The Nivernais is one of the most beautiful, and most popular, canals in France for cruising. There is no commercial traffic because the canal is small, shallow and some of the locks near the top smaller than the standard 39.5 meters long and 5 meters wide. Also there are some really low bridges.
The canal was originally begun in the late 1700's but because of the difficulty of it's construction, wasn't completed all the way through until 1842. The section we are on now parallels the Yonne River, occasionally sharing it's banks. Major commercial traffic during the canals heyday was wood carried from the Morvan forests to Paris for construction and firewood. As commercial river traffic dwindled throughout France, many canals were abandoned. Here I'll quote from one of our bibles, "Cruising French Waterways," by Hugh McNight
"One of the key factors in saving this ravishing navigation for posterity was Roger Pilkington's voyage on his motor yacht Commodore, which was so beautifully described in Small Boat Through France (1964). But the decisive event that determined the canal's future was brought about by waterways enthusiast Pierre-Paul Zivy, an Anglophile who had cruised rivers and canals in England and established the first inland hire cruiser fleet in France on the Marne (in Chateau Thierry. We visited in June. dc) Having obtained assurances that neglected maintenance would be tackled by the authorities, he set up his Saint-Line cruiser base at the Baye summit level in 1964 and campaigned for the threatened section to be transferred to the local Department. This act was astonishingly courageous and foresighted. It would be another five years before the second such boat operation appeared on the Canal du Midi. There are now many holiday boat firms and hotel barges using the Nivernais, not forgetting private craft. The canal has become of of the most popular routes in the network..."

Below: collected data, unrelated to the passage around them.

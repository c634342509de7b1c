use std::sync::{Mutex, MutexGuard};

use serde::Serialize;

/// Last-known state of the engine for the request in flight.
#[derive(Debug, Clone, Default, PartialEq, Eq, Serialize)]
pub struct DiagnosticsSnapshot {
    #[serde(skip_serializing_if = "Option::is_none")]
    pub runtime: Option<String>,
    #[serde(skip_serializing_if = "Option::is_none")]
    pub provider: Option<String>,
    #[serde(skip_serializing_if = "Option::is_none")]
    pub model_id: Option<String>,
    #[serde(skip_serializing_if = "Option::is_none")]
    pub model_url: Option<String>,
    #[serde(skip_serializing_if = "Option::is_none")]
    pub path: Option<String>,
    #[serde(skip_serializing_if = "Option::is_none")]
    pub last_error: Option<String>,
    #[serde(skip_serializing_if = "Option::is_none")]
    pub fallback: Option<String>,
}

/// Partial update; `None` fields leave the current value alone.
#[derive(Debug, Clone, Default)]
pub struct DiagnosticsUpdate {
    pub runtime: Option<String>,
    pub provider: Option<String>,
    pub model_id: Option<String>,
    pub model_url: Option<String>,
    pub path: Option<String>,
    pub last_error: Option<String>,
}

/// Shared between the pipeline, the inference runner and the session cache
/// of one worker context. Reset at the start of every request.
#[derive(Debug, Default)]
pub struct Diagnostics {
    inner: Mutex<DiagnosticsSnapshot>,
}

impl Diagnostics {
    pub fn new() -> Self {
        Self::default()
    }

    fn lock(&self) -> MutexGuard<'_, DiagnosticsSnapshot> {
        self.inner.lock().unwrap_or_else(|poisoned| poisoned.into_inner())
    }

    pub fn reset(&self) {
        *self.lock() = DiagnosticsSnapshot::default();
    }

    pub fn update(&self, update: DiagnosticsUpdate) {
        let mut guard = self.lock();
        let state = &mut *guard;
        let fields = [
            (&mut state.runtime, update.runtime),
            (&mut state.provider, update.provider),
            (&mut state.model_id, update.model_id),
            (&mut state.model_url, update.model_url),
            (&mut state.path, update.path),
            (&mut state.last_error, update.last_error),
        ];
        for (slot, value) in fields {
            if value.is_some() {
                *slot = value;
            }
        }
    }

    pub fn set_path(&self, path: &str) {
        self.lock().path = Some(path.to_string());
    }

    /// Records the first fallback of the request; later calls are ignored so
    /// the root cause is what the host sees. The error is kept on the same
    /// first-wins basis.
    pub fn set_fallback_once(&self, reason: &str, error: Option<&str>) {
        let mut state = self.lock();
        if state.fallback.is_none() {
            state.fallback = Some(reason.to_string());
        }
        if state.last_error.is_none() {
            if let Some(error) = error {
                state.last_error = Some(error.to_string());
            }
        }
    }

    pub fn snapshot(&self) -> DiagnosticsSnapshot {
        self.lock().clone()
    }
}
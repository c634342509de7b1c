//! Request-level error taxonomy.
//!
//! Everything below the pipeline (downloads, session builds, runtime library
//! discovery) reports through `anyhow`; only failures that reach the host are
//! expressed as [`UpscaleError`].

use thiserror::Error;

#[derive(Debug, Error)]
pub enum UpscaleError {
    #[error("invalid tiling geometry: {0}")]
    InvalidGeometry(String),

    #[error("invalid upscale options: {0}")]
    InvalidOptions(String),

    #[error("failed to decode input image: {0}")]
    DecodeFailed(String),

    #[error(
        "requested output {width}x{height} exceeds the {max_pixels} pixel limit; \
         choose a smaller scale or a smaller image"
    )]
    ImageTooLarge {
        width: u32,
        height: u32,
        max_pixels: u64,
    },

    #[error("model unavailable: {0}")]
    ModelUnavailable(String),

    #[error("model produced invalid output: {0}")]
    InferenceInvalidOutput(String),

    #[error("tile {index} failed: {reason}")]
    TileProcessingFailed { index: usize, reason: String },

    #[error("request cancelled")]
    Cancelled,

    #[error("failed to encode output image: {0}")]
    EncodeFailed(String),
}

impl UpscaleError {
    pub fn is_cancelled(&self) -> bool {
        matches!(self, Self::Cancelled)
    }
}

#[cfg(test)]
mod tests {
    use super::*;

    #[test]
    fn image_too_large_message_is_actionable() {
        let err = UpscaleError::ImageTooLarge {
            width: 8000,
            height: 6000,
            max_pixels: 20_000_000,
        };
        let message = err.to_string();
        assert!(message.contains("8000x6000"));
        assert!(message.contains("20000000"));
        assert!(message.contains("smaller scale"));
    }

    #[test]
    fn only_cancelled_reports_cancellation() {
        assert!(UpscaleError::Cancelled.is_cancelled());
        assert!(!UpscaleError::EncodeFailed("x".into()).is_cancelled());
    }
}
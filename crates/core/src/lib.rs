//! Tiled super-resolution engine.

pub mod blend;
pub mod color;
pub mod config;
pub mod diagnostics;
pub mod engine;
pub mod error;
pub mod events;
pub mod inference;
pub mod logging;
pub mod model_registry;
pub mod model_store;
pub mod normalize;
pub mod pipeline;
pub mod postprocess;
pub mod resample;
pub mod runtime;
pub mod session;
pub mod tiling;
pub mod types;
pub mod worker;

pub use engine::UpscaleEngine;
pub use error::UpscaleError;
pub use events::{ProgressStage, UpscaleEvent};
pub use types::{UpscaleOptions, UpscaleRequest};
pub use worker::UpscaleWorker;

We can speak to the canal's popularity. Those hire boats are everywhere, mostly captained by people who have never driven a boat before. Since we're steel and they're fiberglass, they are more bothersome than dangerous, though they do provide endless hours of entertainment.
Our next stop was about 20 km down the canal; the village of Mailly le Chateau and, yes, there is a chateau.
The canal here parallels the Yonne River, which was visible from the chateau.
It was Sunday afternoon and the village was hosting a petanque tournament. The game is much like lawn bowling except no lawn and the balls are made of steel. Usually it's a game for the retired set but we saw an old master sharing his wisdom with some up-and-comers.
Since our travel days are so short, these villages so small and the days still pretty long, we usually just spend the afternoon in a place and then move on the next morning, as we did here. Next stop, The Rochers du Saussois.